Aperçus savants clés & Bénéfices juridiques

  • Bénéfice jurisprudentiel : Le hadith établit la recommandation (mustahabb) de partager la nourriture avec les voisins, et certains savants en déduisent que c'est une obligation communautaire (fard kifayah) de vérifier les besoins de base d'un voisin, surtout en période de pénurie.
  • Principe éthique : Un visage souriant est une forme de charité (sadaqah) en soi, comme le corroborent d'autres narrations (Tirmidhi 1956). Cela élève la simple interaction sociale à un acte méritoire, brisant la barrière de l'apathie.
  • Consensus classique : Les savants s'accordent unanimement sur le fait que le hadith encourage le bon voisinage (ḥusn al-jiwār) et met en garde contre la négligence des droits des voisins, qui incluent le partage de la nourriture, l'offre d'aide et l'abstention de nuire.
"Le Prophète ﷺ n'a pas seulement ordonné de donner de la nourriture, mais il a ordonné d'augmenter le bouillon—une leçon subtile mais profonde selon laquelle on doit préparer la nourriture avec l'intention d'inclure les autres, non comme une réflexion après coup mais comme un acte délibéré de prévoyance et de soin." — Imam Ibn Hajar al-Asqalani (Fath al-Bari).

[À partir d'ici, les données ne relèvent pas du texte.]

use std::collections::HashMap;
use std::sync::Mutex;

use async_trait::async_trait;

use crate::application::ports::{ConvertError, PartConverter};

/// Deterministic converter for tests and scaffold mode: prefixes each part
/// with a marker, and can be scripted to fail the first N attempts per
/// distinct payload to exercise the retry path.
#[derive(Default)]
pub struct MockConverter {
    failures_before_success: u32,
    attempts: Mutex<HashMap<Vec<u8>, u32>>,
}

impl MockConverter {
    pub fn new() -> Self {
        Self::default()
    }

    pub fn failing_first(failures_before_success: u32) -> Self {
        Self {
            failures_before_success,
            attempts: Mutex::new(HashMap::new()),
        }
    }
}

#[async_trait]
impl PartConverter for MockConverter {
    async fn convert(&self, data: &[u8]) -> Result<String, ConvertError> {
        let attempt = {
            let mut attempts = self.attempts.lock().expect("attempts lock poisoned");
            let counter = attempts.entry(data.to_vec()).or_insert(0);
            *counter += 1;
            *counter
        };

        if attempt <= self.failures_before_success {
            return Err(ConvertError::Transient(format!(
                "scripted failure {attempt}/{}",
                self.failures_before_success
            )));
        }

        let text = String::from_utf8_lossy(data);
        Ok(format!("converted: {text}"))
    }
}
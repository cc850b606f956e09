use std::time::Duration;

use partwise::application::ports::{DeadLetterTarget, MessageChannel, QueueSpec};
use partwise::infrastructure::messaging::InMemoryChannel;
use tokio::time::timeout;

const RECV_TIMEOUT: Duration = Duration::from_secs(2);

fn dlx() -> DeadLetterTarget {
    DeadLetterTarget {
        exchange: String::new(),
        routing_key: "test.dead".to_string(),
    }
}

async fn declare_dlq(channel: &InMemoryChannel) {
    channel
        .declare_queue(&QueueSpec::durable("dead").bind("test.dead"))
        .await
        .unwrap();
}

#[tokio::test]
async fn given_exact_binding_when_publishing_then_only_bound_queue_receives() {
    let channel = InMemoryChannel::new();
    channel
        .declare_queue(&QueueSpec::durable("a").bind("topic.a"))
        .await
        .unwrap();
    channel
        .declare_queue(&QueueSpec::durable("b").bind("topic.b"))
        .await
        .unwrap();

    channel.publish("topic.a", b"hello".to_vec()).await.unwrap();

    let mut rx_a = channel.consume("a").await.unwrap();
    let mut rx_b = channel.consume("b").await.unwrap();

    let delivery = timeout(RECV_TIMEOUT, rx_a.recv()).await.unwrap().unwrap();
    assert_eq!(delivery.payload, b"hello");
    delivery.ack().await.unwrap();

    assert!(timeout(Duration::from_millis(100), rx_b.recv()).await.is_err());
}

#[tokio::test]
async fn given_prefix_binding_when_publishing_then_matching_keys_are_routed() {
    let channel = InMemoryChannel::new();
    channel
        .declare_queue(&QueueSpec::durable("all-conversion").bind("part.conversion.*"))
        .await
        .unwrap();

    channel
        .publish("part.conversion.completed", b"done".to_vec())
        .await
        .unwrap();
    channel
        .publish("part.merge.trigger", b"nope".to_vec())
        .await
        .unwrap();

    let mut rx = channel.consume("all-conversion").await.unwrap();
    let delivery = timeout(RECV_TIMEOUT, rx.recv()).await.unwrap().unwrap();
    assert_eq!(delivery.payload, b"done");
    delivery.ack().await.unwrap();

    assert!(timeout(Duration::from_millis(100), rx.recv()).await.is_err());
}

#[tokio::test]
async fn given_rejected_with_requeue_when_redelivered_then_flagged_redelivered() {
    let channel = InMemoryChannel::new();
    channel
        .declare_queue(&QueueSpec::durable("work").bind("w"))
        .await
        .unwrap();
    channel.publish("w", b"job".to_vec()).await.unwrap();

    let mut rx = channel.consume("work").await.unwrap();
    let first = timeout(RECV_TIMEOUT, rx.recv()).await.unwrap().unwrap();
    assert!(!first.redelivered);
    first.reject(true).await.unwrap();

    let second = timeout(RECV_TIMEOUT, rx.recv()).await.unwrap().unwrap();
    assert!(second.redelivered);
    assert_eq!(second.payload, b"job");
    second.ack().await.unwrap();
}

#[tokio::test]
async fn given_rejected_without_requeue_when_queue_has_dlx_then_message_dead_letters() {
    let channel = InMemoryChannel::new();
    declare_dlq(&channel).await;
    channel
        .declare_queue(&QueueSpec::durable("work").bind("w").with_dead_letter(dlx()))
        .await
        .unwrap();
    channel.publish("w", b"poison".to_vec()).await.unwrap();

    let mut rx = channel.consume("work").await.unwrap();
    let delivery = timeout(RECV_TIMEOUT, rx.recv()).await.unwrap().unwrap();
    delivery.reject(false).await.unwrap();

    let mut dead_rx = channel.consume("dead").await.unwrap();
    let dead = timeout(RECV_TIMEOUT, dead_rx.recv()).await.unwrap().unwrap();
    assert_eq!(dead.payload, b"poison");
    dead.ack().await.unwrap();
}

#[tokio::test]
async fn given_max_length_when_overflowing_then_oldest_is_evicted_to_dlx() {
    let channel = InMemoryChannel::new();
    declare_dlq(&channel).await;
    channel
        .declare_queue(
            &QueueSpec::durable("bounded")
                .bind("b")
                .with_max_length(2)
                .with_dead_letter(dlx()),
        )
        .await
        .unwrap();

    channel.publish("b", b"first".to_vec()).await.unwrap();
    channel.publish("b", b"second".to_vec()).await.unwrap();
    channel.publish("b", b"third".to_vec()).await.unwrap();

    let mut dead_rx = channel.consume("dead").await.unwrap();
    let evicted = timeout(RECV_TIMEOUT, dead_rx.recv()).await.unwrap().unwrap();
    assert_eq!(evicted.payload, b"first");
    evicted.ack().await.unwrap();

    let mut rx = channel.consume("bounded").await.unwrap();
    let kept = timeout(RECV_TIMEOUT, rx.recv()).await.unwrap().unwrap();
    assert_eq!(kept.payload, b"second");
    kept.ack().await.unwrap();
}

#[tokio::test]
async fn given_expired_message_when_delivered_then_dead_lettered_instead() {
    let channel = InMemoryChannel::new();
    declare_dlq(&channel).await;
    channel
        .declare_queue(
            &QueueSpec::durable("expiring")
                .bind("e")
                .with_ttl(Duration::from_millis(20))
                .with_dead_letter(dlx()),
        )
        .await
        .unwrap();

    channel.publish("e", b"stale".to_vec()).await.unwrap();
    tokio::time::sleep(Duration::from_millis(60)).await;

    let mut rx = channel.consume("expiring").await.unwrap();
    assert!(timeout(Duration::from_millis(100), rx.recv()).await.is_err());

    let mut dead_rx = channel.consume("dead").await.unwrap();
    let dead = timeout(RECV_TIMEOUT, dead_rx.recv()).await.unwrap().unwrap();
    assert_eq!(dead.payload, b"stale");
    dead.ack().await.unwrap();
}

#[tokio::test]
async fn given_two_consumers_when_publishing_then_messages_are_shared_not_duplicated() {
    let channel = InMemoryChannel::new();
    channel
        .declare_queue(&QueueSpec::durable("shared").bind("s"))
        .await
        .unwrap();

    let mut rx1 = channel.consume("shared").await.unwrap();
    let mut rx2 = channel.consume("shared").await.unwrap();

    channel.publish("s", b"one".to_vec()).await.unwrap();
    channel.publish("s", b"two".to_vec()).await.unwrap();

    let d1 = timeout(RECV_TIMEOUT, rx1.recv()).await.unwrap().unwrap();
    let d2 = timeout(RECV_TIMEOUT, rx2.recv()).await.unwrap().unwrap();
    let mut payloads = vec![d1.payload.clone(), d2.payload.clone()];
    payloads.sort();
    assert_eq!(payloads, vec![b"one".to_vec(), b"two".to_vec()]);
    d1.ack().await.unwrap();
    d2.ack().await.unwrap();
}
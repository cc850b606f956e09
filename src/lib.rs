//! Part-processing coordination pipeline.
//!
//! Splits a source document into independently convertible parts, fans the
//! parts out over a message channel to a conversion worker pool, tracks
//! per-part completion idempotently, and reassembles the converted parts in
//! part-number order into one output document.

pub mod application;
pub mod config;
pub mod domain;
pub mod infrastructure;
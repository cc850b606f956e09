use crate::config::Environment;

/// Configuration for tracing initialization.
pub struct TracingConfig {
    pub environment: Environment,
    pub json_format: bool,
}

impl Default for TracingConfig {
    fn default() -> Self {
        Self {
            environment: std::env::var("APP_ENV")
                .ok()
                .and_then(|v| v.parse().ok())
                .unwrap_or(Environment::Local),
            json_format: std::env::var("LOG_FORMAT")
                .map(|v| v.to_lowercase() == "json")
                .unwrap_or(false),
        }
    }
}
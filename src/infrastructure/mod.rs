pub mod conversion;
pub mod messaging;
pub mod observability;
pub mod storage;
pub mod tracking;
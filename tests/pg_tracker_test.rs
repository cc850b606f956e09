//! Exercises the PostgreSQL tracker backend against a real database.
//!
//! Run with `DATABASE_URL` pointing at a disposable database:
//! `DATABASE_URL=postgres://... cargo test -- --ignored`

use partwise::application::ports::{PartTracker, TrackerError};
use partwise::domain::DocumentId;
use partwise::infrastructure::tracking::{create_pool, PgPartTracker};

async fn tracker() -> Option<PgPartTracker> {
    let url = std::env::var("DATABASE_URL").ok()?;
    let pool = create_pool(&url, 2).await.expect("connect to test database");
    let tracker = PgPartTracker::new(pool);
    tracker.ensure_schema().await.expect("ensure schema");
    Some(tracker)
}

#[tokio::test]
#[ignore = "requires DATABASE_URL"]
async fn given_pg_backend_when_marking_all_parts_then_final_mark_completes_session() {
    let Some(tracker) = tracker().await else {
        panic!("DATABASE_URL must be set for ignored tests");
    };

    let tracking_id = tracker
        .initialize_tracking(DocumentId::new(), 2)
        .await
        .unwrap();

    let first = tracker
        .mark_part_completed(tracking_id, 1, Some("second half".to_string()))
        .await
        .unwrap();
    assert!(first.newly_recorded);
    assert!(!first.completed_session);

    let last = tracker
        .mark_part_completed(tracking_id, 0, Some("first half".to_string()))
        .await
        .unwrap();
    assert!(last.completed_session);

    let parts = tracker.get_completed_parts(tracking_id).await.unwrap();
    assert_eq!(parts.len(), 2);
    assert_eq!(parts[0].data.as_deref(), Some("first half"));
    assert_eq!(parts[1].data.as_deref(), Some("second half"));

    assert!(tracker.cleanup_tracking(tracking_id).await.unwrap());
    assert!(matches!(
        tracker.get_tracking_progress(tracking_id).await,
        Err(TrackerError::NotFound(_))
    ));
}

#[tokio::test]
#[ignore = "requires DATABASE_URL"]
async fn given_pg_backend_when_duplicate_mark_races_then_payload_is_not_overwritten() {
    let Some(tracker) = tracker().await else {
        panic!("DATABASE_URL must be set for ignored tests");
    };

    let tracking_id = tracker
        .initialize_tracking(DocumentId::new(), 3)
        .await
        .unwrap();

    let first = tracker
        .mark_part_completed(tracking_id, 0, Some("original".to_string()))
        .await
        .unwrap();
    let duplicate = tracker
        .mark_part_completed(tracking_id, 0, Some("late duplicate".to_string()))
        .await
        .unwrap();

    assert!(first.newly_recorded);
    assert!(!duplicate.newly_recorded);

    let parts = tracker.get_completed_parts(tracking_id).await.unwrap();
    assert_eq!(parts.len(), 1);
    assert_eq!(parts[0].data.as_deref(), Some("original"));

    tracker.cleanup_tracking(tracking_id).await.unwrap();
}

#[tokio::test]
#[ignore = "requires DATABASE_URL"]
async fn given_pg_backend_when_session_abandoned_then_marks_rejected_and_record_kept() {
    let Some(tracker) = tracker().await else {
        panic!("DATABASE_URL must be set for ignored tests");
    };

    let tracking_id = tracker
        .initialize_tracking(DocumentId::new(), 2)
        .await
        .unwrap();
    tracker
        .mark_part_completed(tracking_id, 0, Some("done".to_string()))
        .await
        .unwrap();

    assert!(tracker.abandon_tracking(tracking_id).await.unwrap());
    assert!(!tracker.abandon_tracking(tracking_id).await.unwrap());

    let late = tracker
        .mark_part_completed(tracking_id, 1, Some("late".to_string()))
        .await;
    assert!(matches!(late, Err(TrackerError::NotFound(_))));

    let progress = tracker.get_tracking_progress(tracking_id).await.unwrap();
    assert!(progress.is_abandoned);
    assert!(!progress.is_complete);

    tracker.cleanup_tracking(tracking_id).await.unwrap();
}
mod object_part_store;

pub use object_part_store::ObjectPartStore;
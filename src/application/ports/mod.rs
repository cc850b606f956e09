mod message_channel;
mod part_converter;
mod part_store;
mod part_tracker;

pub use message_channel::{
    publish_json, Acker, ChannelError, DeadLetterTarget, Delivery, MessageChannel, QueueSpec,
};
pub use part_converter::{ConvertError, PartConverter};
pub use part_store::{PartStore, PartStoreError};
pub use part_tracker::{PartTracker, TrackerError};
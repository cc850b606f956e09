use std::collections::BTreeSet;

use chrono::{DateTime, Utc};
use serde::{Deserialize, Serialize};

use super::{DocumentId, TrackingId};

/// One converted part, as recorded by the tracker.
#[derive(Debug, Clone, PartialEq, Eq, Serialize, Deserialize)]
pub struct CompletedPart {
    pub part_number: u32,
    /// Conversion output. Opaque to the tracker; the merger interprets it.
    pub data: Option<String>,
    pub completed_at: DateTime<Utc>,
}

/// Result of recording a part completion.
///
/// `newly_recorded` is false when the call was an idempotent replay of an
/// already-recorded part. `completed_session` is true only for the single
/// call that transitioned the session to complete; it is computed under the
/// same lock/transaction as the mutation so racing completions for distinct
/// parts cannot both observe the transition.
#[derive(Debug, Clone, Copy, PartialEq, Eq)]
pub struct MarkOutcome {
    pub newly_recorded: bool,
    pub completed_session: bool,
}

/// Read-only snapshot of split/merge progress for one session.
#[derive(Debug, Clone, PartialEq, Eq)]
pub struct TrackingProgress {
    pub total_parts: u32,
    pub completed_parts: u32,
    pub is_complete: bool,
    pub is_abandoned: bool,
    pub completed_part_numbers: Vec<u32>,
}

/// Durable record of split/completion progress for one document-processing
/// attempt. Both tracker backends persist this record verbatim; all state
/// transitions live here so the backends stay thin.
#[derive(Debug, Clone, Serialize, Deserialize)]
pub struct TrackingSession {
    pub tracking_id: TrackingId,
    pub document_id: DocumentId,
    pub total_parts: u32,
    completed: BTreeSet<u32>,
    parts: Vec<CompletedPart>,
    #[serde(default)]
    abandoned: bool,
    pub created_at: DateTime<Utc>,
    pub updated_at: DateTime<Utc>,
}

impl TrackingSession {
    /// Callers validate `total_parts > 0` before construction; the tracker
    /// ports reject zero with `InvalidArgument`.
    pub fn new(document_id: DocumentId, total_parts: u32) -> Self {
        let now = Utc::now();
        Self {
            tracking_id: TrackingId::new(),
            document_id,
            total_parts,
            completed: BTreeSet::new(),
            parts: Vec::new(),
            abandoned: false,
            created_at: now,
            updated_at: now,
        }
    }

    /// Seals the session terminally after abandonment. Returns `false` when
    /// the session was already sealed. Reads keep working so the record
    /// stays inspectable; the tracker backends reject further marks.
    pub fn abandon(&mut self) -> bool {
        if self.abandoned {
            return false;
        }
        self.abandoned = true;
        self.updated_at = Utc::now();
        true
    }

    pub fn is_abandoned(&self) -> bool {
        self.abandoned
    }

    /// Records a part completion. Idempotent: a replay for an
    /// already-completed part number changes nothing and reports
    /// `newly_recorded: false`.
    pub fn record_part(
        &mut self,
        part_number: u32,
        data: Option<String>,
    ) -> Result<MarkOutcome, PartOutOfRange> {
        if part_number >= self.total_parts {
            return Err(PartOutOfRange {
                part_number,
                total_parts: self.total_parts,
            });
        }

        if !self.completed.insert(part_number) {
            return Ok(MarkOutcome {
                newly_recorded: false,
                completed_session: false,
            });
        }

        let now = Utc::now();
        self.parts.push(CompletedPart {
            part_number,
            data,
            completed_at: now,
        });
        self.updated_at = now;

        Ok(MarkOutcome {
            newly_recorded: true,
            completed_session: self.is_complete(),
        })
    }

    pub fn is_complete(&self) -> bool {
        self.completed.len() as u32 == self.total_parts
    }

    pub fn progress(&self) -> TrackingProgress {
        TrackingProgress {
            total_parts: self.total_parts,
            completed_parts: self.completed.len() as u32,
            is_complete: self.is_complete(),
            is_abandoned: self.abandoned,
            completed_part_numbers: self.completed.iter().copied().collect(),
        }
    }

    /// Completed parts sorted by part number ascending. Parts finish in
    /// arbitrary order under concurrent workers; the merger depends on this
    /// ordering, never on completion time.
    pub fn completed_parts_ordered(&self) -> Vec<CompletedPart> {
        let mut parts = self.parts.clone();
        parts.sort_by_key(|p| p.part_number);
        parts
    }
}

#[derive(Debug, Clone, Copy, PartialEq, Eq, thiserror::Error)]
#[error("part number {part_number} outside [0, {total_parts})")]
pub struct PartOutOfRange {
    pub part_number: u32,
    pub total_parts: u32,
}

Vie quotidienne & Application spirituelle

Dans notre monde contemporain, ce hadith nous défie de réexaminer nos interactions quotidiennes. Il nous invite à ne jamais sous-estimer le pouvoir d'une salutation chaleureuse, d'un mot gentil ou d'une petite assiette de nourriture partagée avec un voisin. Pratiquement, cela signifie cuisiner intentionnellement des portions supplémentaires, sourire consciemment à ceux que nous rencontrons, et considérer chaque acte de bonté comme une opportunité de se rapprocher d'Allah. Cela nous appelle aussi à briser l'isolement de la vie moderne—où les voisins restent souvent des étrangers—en initiant de petits gestes de bonne volonté, constants. Spirituellement, cela purifie le cœur de l'arrogance et de l'avarice, cultivant une âme ouverte, généreuse et profondément connectée à la communauté, réalisant ainsi la vision prophétique d'une société bâtie sur la compassion mutuelle et l'amour.